Usando tais critérios, parece difícil manter que o AC é claramente distinto do conhecimento perceptivo, a partir do fato de que, em ambos, existe um conteúdo. No entanto, como já referi, uma diferença importante subsiste: existe estruturalmente, em todo o AC que seja ACI, uma distância temporal entre tempos diferentes, indissociável do trabalho da memória. A retrodicção: "estive há uma semana triste em Paris", a qual exprime um ACI, partilha algumas características importantes com o conhecimento perceptivo, mas esse trabalho da memória, sem o qual não é possível falar em conhecimento, não se encontra presente. Por isso a minha posição diferencia-se da de Burge, não tanto na reivindicação da existência de um único conteúdo, no caso do conhecimento reflexivo ("reflexive judgment simply inherits the content of the first-order thought), com o que concordo. Afasto-me, isso sim, da sua admissão de que, no AC, opera uma estrutura reflexiva típica com uma composição dual, baseada num juízo-representação-pensamento alvo de um juízo-representação-pensamento de segunda ordem. Como tentei mostrar, a operação reflexiva existe em todo o AC em que também opera a introspecção e, por isso, é dependente da memória.4 4 Quero insistir que o fato de, no AC, existir um conteúdo não implica que o conteúdo-alvo que ocorreu no passado coincida, no tempo, com a retrodicção que agora exprimo. Precisamente, as retrodicções do AC são sobre eventos passados. O essencial é realmente a consciência de uma distância temporal (ao menos t1 e t2), a qual, por estrita que seja, é sempre preservada. No entanto, se não estou errado, a posição de Burge elimina (ou pelo menos desvaloriza) qualquer distância temporal. O AC é ACI com uma estrutura dual em que a memória se encontra necessariamente envolvida. Por estrutura dual significo então a consciência de um evento passado em t1, o qual é tomado como alvo por uma representação-pensamento tipicamente expressa em retrodicções em t2. Essa é exatamente a razão pela qual Burge não vê, no AC básico, uma distância temporal, a qual requer o trabalho da memória. Como já mencionei, ele vê o AC como algo que possui uma estrutura dual clássica mais a autoridade da primeira pessoa, e é somente essa propriedade que confere ao AC uma natureza epistêmica especial. Diria que ele tem em mente algo próximo da infalibilidade. As linhas seguintes ilustram, em minha opinião, essa convicção:

A fonte do nosso direito epistêmico forte, a nossa justificação em relação ao nosso autoconhecimento básico não assenta no fato de nós conhecemos bastantes coisas acerca de cada pensamento que sabemos que temos. Reside, antes, no fato de podermos explicar sua natureza e suas condições de possibilidade. Reside também no fato de nos encontrarmos, ao pensar esses pensamentos, num modo de segunda ordem de autoverificação (Burge, 1988, p. 654).
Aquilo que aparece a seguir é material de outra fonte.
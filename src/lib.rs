/// Running plans
mod exec;
/// Registry, resolve and run in one place
mod pipeline;
/// Dry-run checks
mod preflight;
/// Reusing prior runs
mod reuse;
/// Environment-driven run settings
pub mod settings;
/// Text UI
mod ui;

pub use exec::{
    CancelToken, ExecutionResult, Executor, InputCheck, InputKeys, ModuleError, ModuleOutcome,
    ModuleStatus, RequirementCheck, RunStatus, INPUT_MODULE,
};
pub use pipeline::Pipeline;
pub use preflight::{preflight_check, PreflightReport, SkipNotice};
pub use reuse::{NoReuse, PriorRun, ReuseCoordinator};
pub use settings::Settings;

pub use registry::{
    Category, ContextError, ContextView, ExecutionContext, Flags, ModuleExecutable, ModuleNode,
    ModuleRegistry, Output, Validation, DEFAULT_TIMEOUT,
};
pub use resolve::{ExecutionPlan, Inclusion, PlanEntry, Resolver};

/// Registry-level errors.
pub use registry::Error as RegistryError;
/// Resolution errors.
pub use resolve::Error as ResolveError;

/// Send log output to stderr at the level implied by `verbose`
/// (0 = warn, 1 = info, 2 = debug, 3+ = trace).
pub fn init_logging(verbose: u8) {
    let settings = Settings {
        verbose,
        ..Settings::default()
    };
    simple_logging::log_to_stderr(settings.log_level());
}
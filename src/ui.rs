use colored::Colorize;

use registry::ModuleNode;
use resolve::ExecutionPlan;

use crate::exec::{ExecutionResult, ModuleOutcome, ModuleStatus, RunStatus};
use crate::settings::Settings;

/// All interactions with the text UI should go through this struct.
pub struct Ui {
    /// print per-module progress
    pub verbose: bool,
    /// print the error list at the end of each run
    print_recap: bool,
}

impl Ui {
    pub fn new(settings: &Settings) -> Self {
        Self {
            verbose: settings.verbose > 0,
            print_recap: settings.print_recap,
        }
    }

    /// List the modules a plan will run, and any warnings from resolution.
    pub fn print_plan(&self, plan: &ExecutionPlan) {
        if !self.verbose || plan.is_empty() {
            return;
        }
        eprintln!("\nThe following modules {}:", "will run".green());
        for name in plan.modules() {
            match plan.entry(name) {
                Some(entry) => eprintln!("{} {} ({})", "PLAN".green(), name, entry.category),
                None => eprintln!("{} {}", "PLAN".green(), name),
            }
        }
        for warning in &plan.warnings {
            eprintln!("{}: {}", "NOTE".yellow(), warning);
        }
        eprintln!();
    }

    pub fn module_started(&self, node: &ModuleNode) {
        if self.verbose {
            if node.description.is_empty() {
                eprintln!("{} {}", "RUN".green(), node.name);
            } else {
                eprintln!("{} {} ({})", "RUN".green(), node.name, node.description);
            }
        }
    }

    pub fn module_finished(&self, outcome: &ModuleOutcome) {
        if !self.verbose {
            return;
        }
        let label = match outcome.status {
            ModuleStatus::Succeeded => outcome.status.label().green(),
            ModuleStatus::Skipped => outcome.status.label().yellow(),
            _ => outcome.status.label().red(),
        };
        match &outcome.message {
            Some(msg) => eprintln!("{label} {}: {msg}", outcome.module),
            None => eprintln!("{label} {} in {:?}", outcome.module, outcome.elapsed),
        }
    }

    /// Print the end-of-run summary and the full list of module errors.
    pub fn print_recap(&self, result: &ExecutionResult) {
        if !self.print_recap {
            return;
        }
        match result.status {
            RunStatus::Reused => eprintln!(
                "{} {} modules from run {}.",
                "Reused".green(),
                result.modules_run.len(),
                result.run_id.as_deref().unwrap_or("<unknown>"),
            ),
            RunStatus::Failed => eprintln!("{}", "Run failed before any module ran.".red()),
            RunStatus::Completed => eprintln!(
                "{} {} of {} modules in {:?}.",
                "Completed".green(),
                result.modules_run.len(),
                result.plan.len(),
                result.elapsed,
            ),
        }
        if !result.errors.is_empty() {
            eprintln!("\n{}:\n", "Encountered errors while running modules".red());
            for e in &result.errors {
                eprintln!("{}: {e}", "ERROR".red());
            }
            eprintln!();
        }
    }
}
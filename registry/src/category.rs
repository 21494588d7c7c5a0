use std::fmt;
use std::str::FromStr;

use serde::Serialize;

use crate::Error;

/// Coarse cost tier of a module. Cheaper tiers run first when the
/// dependency graph leaves a choice.
#[derive(Debug, Default, Clone, Copy, Hash, PartialEq, Eq, PartialOrd, Ord, Serialize)]
#[serde(rename_all = "lowercase")]
pub enum Category {
    #[default]
    Light,
    Medium,
    Heavy,
}

impl Category {
    pub fn as_str(&self) -> &'static str {
        match self {
            Self::Light => "light",
            Self::Medium => "medium",
            Self::Heavy => "heavy",
        }
    }
}

impl fmt::Display for Category {
    fn fmt(&self, f: &mut fmt::Formatter<'_>) -> fmt::Result {
        f.write_str(self.as_str())
    }
}

impl FromStr for Category {
    type Err = Error;
    fn from_str(s: &str) -> Result<Self, Self::Err> {
        match s.to_ascii_lowercase().as_str() {
            "light" => Ok(Self::Light),
            "medium" => Ok(Self::Medium),
            "heavy" => Ok(Self::Heavy),
            _ => Err(Error::UnknownCategory(s.to_owned())),
        }
    }
}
Porém todo esse entendimento da natureza do AC é problemático para alguns autores contemporâneos relevantes na filosofia da mente e da linguagem. É o caso de Donald Davidson, que afirma:

[...] claro que as pessoas têm crenças, desejos, dúvidas e assim por diante; mas conceder isso não é o mesmo que sugerir que crenças, desejos e dúvidas sejam entidades na ou diante da mente, ou que nos encontrarmos em tais estados (mentais) exija que haja objetos mentais correspondentes (Davidson, 2001, p. 35-36).

Assim, se não existem estados mentais como objetos na mente, os quais se poderiam captar num determinado sentido, não existe, por consequência, aos olhos de Davidson, algo como a introspecção, num sentido usual. Todavia o seu ponto fundamental é que não é necessário que esses estados ou objetos existam de forma a exprimirmos uma atitude (proposicional). Nas suas palavras,

[...]ter uma atitude não é o mesmo que ter uma entidade diante da mente; por razões compulsórias de ordem psicológica e epistêmica, devemos negar a existência de objetos da mente (Davidson, 2001, p. 36).

Acredito que Davidson tenha razão nessa formulação, no entanto sugiro que deveríamos ir mais longe no esclarecimento do que sejam essas "razões compulsórias de ordem psicológica e epistêmica". É nesse ponto que o problema que tenho colocado acerca da natureza do AC pode ser formulado nos seguintes termos: afigura-se contraintuitivo negar simplesmente a existência de introspecção e do correspondente AC, mas não também não é necessário, como já argumentei, que devamos assumir a existência, na mente, de estruturas reflexivas duais, de pensamentos ou representações que funcionem como objetos-alvo (exatamente como acontecerá com qualquer objeto empírico) e toda a espécie de objetos que qualifiquem o conhecimento introspectivo como tal. É precisamente aqui que se torna inevitável a introdução do fator tempo ou, por outras palavras, da memória: a retrodicção acerca do meu próprio estado mental ou psicológico feita em t2 sempre se refere ao acontecimento t1. Em consequência, devemos aceitar a existência de uma estrutura dual, mas trata-se de uma dualidade de presente e passado, e não de uma dualidade reflexiva geralmente apontada pela epistemologia clássica, a qual, no fundo, tem sempre de assumir objetos na mente prontos a serem apreendidos por um ato mental novo, como se se tratasse de um conhecimento perceptivo. Se se aceitar usar o termo "reflexão", é como operação mental realizada com a estrutura dual que envolve a memória que se "dirige" a um tempo passado.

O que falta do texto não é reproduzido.